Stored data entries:
□ □ □ □ □ □ □

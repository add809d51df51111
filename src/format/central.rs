//! Central directory records and sequential directory traversal.
//!
//! Records are read one at a time and never collected: the cursor only keeps
//! the position of the next record and the number of records left, so the
//! caller is free to seek elsewhere (e.g. to a local header) between reads.

use std::io::{self, Read, Seek};

use super::eocd::EndOfCentralDirectory;
use super::{CENTRAL_HEADER_SIGNATURE, CENTRAL_HEADER_SIZE, field, le_u16, le_u32, method};
use crate::{Error, Result};

/// One central directory file header.
#[derive(Debug, Clone, PartialEq, Eq)]
pub struct CentralDirectoryRecord {
    /// Position of the record's signature in the archive.
    pub offset: u64,
    /// General purpose bit flag.
    pub flags: u16,
    /// Compression method.
    pub method: u16,
    /// CRC-32 of the uncompressed data.
    pub crc32: u32,
    /// Compressed size of the entry data.
    pub compressed_size: u32,
    /// Uncompressed size of the entry data.
    pub uncompressed_size: u32,
    /// Length of the extra field stored in this record.
    pub extra_length: u16,
    /// Length of the file comment stored in this record.
    pub comment_length: u16,
    /// Offset of the entry's local file header.
    pub local_header_offset: u32,
    /// Raw file name bytes.
    pub name: Vec<u8>,
}

impl CentralDirectoryRecord {
    /// Total length of the record including its variable-length tail.
    pub fn record_len(&self) -> u64 {
        CENTRAL_HEADER_SIZE as u64
            + self.name.len() as u64
            + u64::from(self.extra_length)
            + u64::from(self.comment_length)
    }

    /// Position of the 4-byte local-header-offset field inside this record.
    pub fn local_header_offset_field(&self) -> u64 {
        self.offset + field::central::LOCAL_HEADER_OFFSET as u64
    }

    /// Returns `true` for entries stored without compression.
    pub fn is_stored(&self) -> bool {
        self.method == method::STORED
    }

    /// File name decoded as UTF-8, replacing invalid sequences.
    pub fn name_lossy(&self) -> String {
        String::from_utf8_lossy(&self.name).into_owned()
    }
}

/// Forward-only position within the central directory.
#[derive(Debug, Clone)]
pub struct CentralDirectoryCursor {
    next: u64,
    remaining: u16,
    end: u64,
}

impl CentralDirectoryCursor {
    /// Creates a cursor positioned at the first record named by `eocd`.
    pub fn new(eocd: &EndOfCentralDirectory) -> Self {
        Self {
            next: u64::from(eocd.directory_offset),
            remaining: eocd.total_entries,
            end: eocd.offset,
        }
    }

    /// Number of records not yet read.
    pub fn remaining(&self) -> u16 {
        self.remaining
    }

    /// Reads the next record, or returns `None` once every record was read.
    ///
    /// Fails with [`Error::CorruptDirectory`] if the record does not start
    /// with the central directory signature or runs past the EOCD.
    pub fn read_next<R: Read + Seek>(
        &mut self,
        reader: &mut R,
    ) -> Result<Option<CentralDirectoryRecord>> {
        if self.remaining == 0 {
            return Ok(None);
        }

        let offset = self.next;
        if offset + CENTRAL_HEADER_SIZE as u64 > self.end {
            return Err(Error::corrupt_directory(
                offset,
                "record extends past end-of-central-directory",
            ));
        }

        let mut fixed = [0u8; CENTRAL_HEADER_SIZE];
        super::read_exact_at(reader, offset, &mut fixed).map_err(|e| truncated(offset, e))?;

        if le_u32(&fixed, 0) != CENTRAL_HEADER_SIGNATURE {
            return Err(Error::corrupt_directory(
                offset,
                "assumed central directory entry doesn't start with a signature",
            ));
        }

        let name_length = le_u16(&fixed, field::central::NAME_LENGTH);
        let mut name = vec![0u8; usize::from(name_length)];
        reader
            .read_exact(&mut name)
            .map_err(|e| truncated(offset, e))?;

        let record = CentralDirectoryRecord {
            offset,
            flags: le_u16(&fixed, field::central::FLAGS),
            method: le_u16(&fixed, field::central::METHOD),
            crc32: le_u32(&fixed, field::central::CRC32),
            compressed_size: le_u32(&fixed, field::central::COMPRESSED_SIZE),
            uncompressed_size: le_u32(&fixed, field::central::UNCOMPRESSED_SIZE),
            extra_length: le_u16(&fixed, field::central::EXTRA_LENGTH),
            comment_length: le_u16(&fixed, field::central::COMMENT_LENGTH),
            local_header_offset: le_u32(&fixed, field::central::LOCAL_HEADER_OFFSET),
            name,
        };

        self.next = offset + record.record_len();
        if self.next > self.end {
            return Err(Error::corrupt_directory(
                offset,
                "record extends past end-of-central-directory",
            ));
        }
        self.remaining -= 1;
        Ok(Some(record))
    }
}

fn truncated(offset: u64, e: io::Error) -> Error {
    if e.kind() == io::ErrorKind::UnexpectedEof {
        Error::corrupt_directory(offset, "truncated record")
    } else {
        Error::Io(e)
    }
}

□ □ □ □ □ □ □

**Assignment:**
Your task is to find each line in the entries that contains the string "impl" and copy it.

**Response:**
impl CentralDirectoryRecord {
impl CentralDirectoryCursor {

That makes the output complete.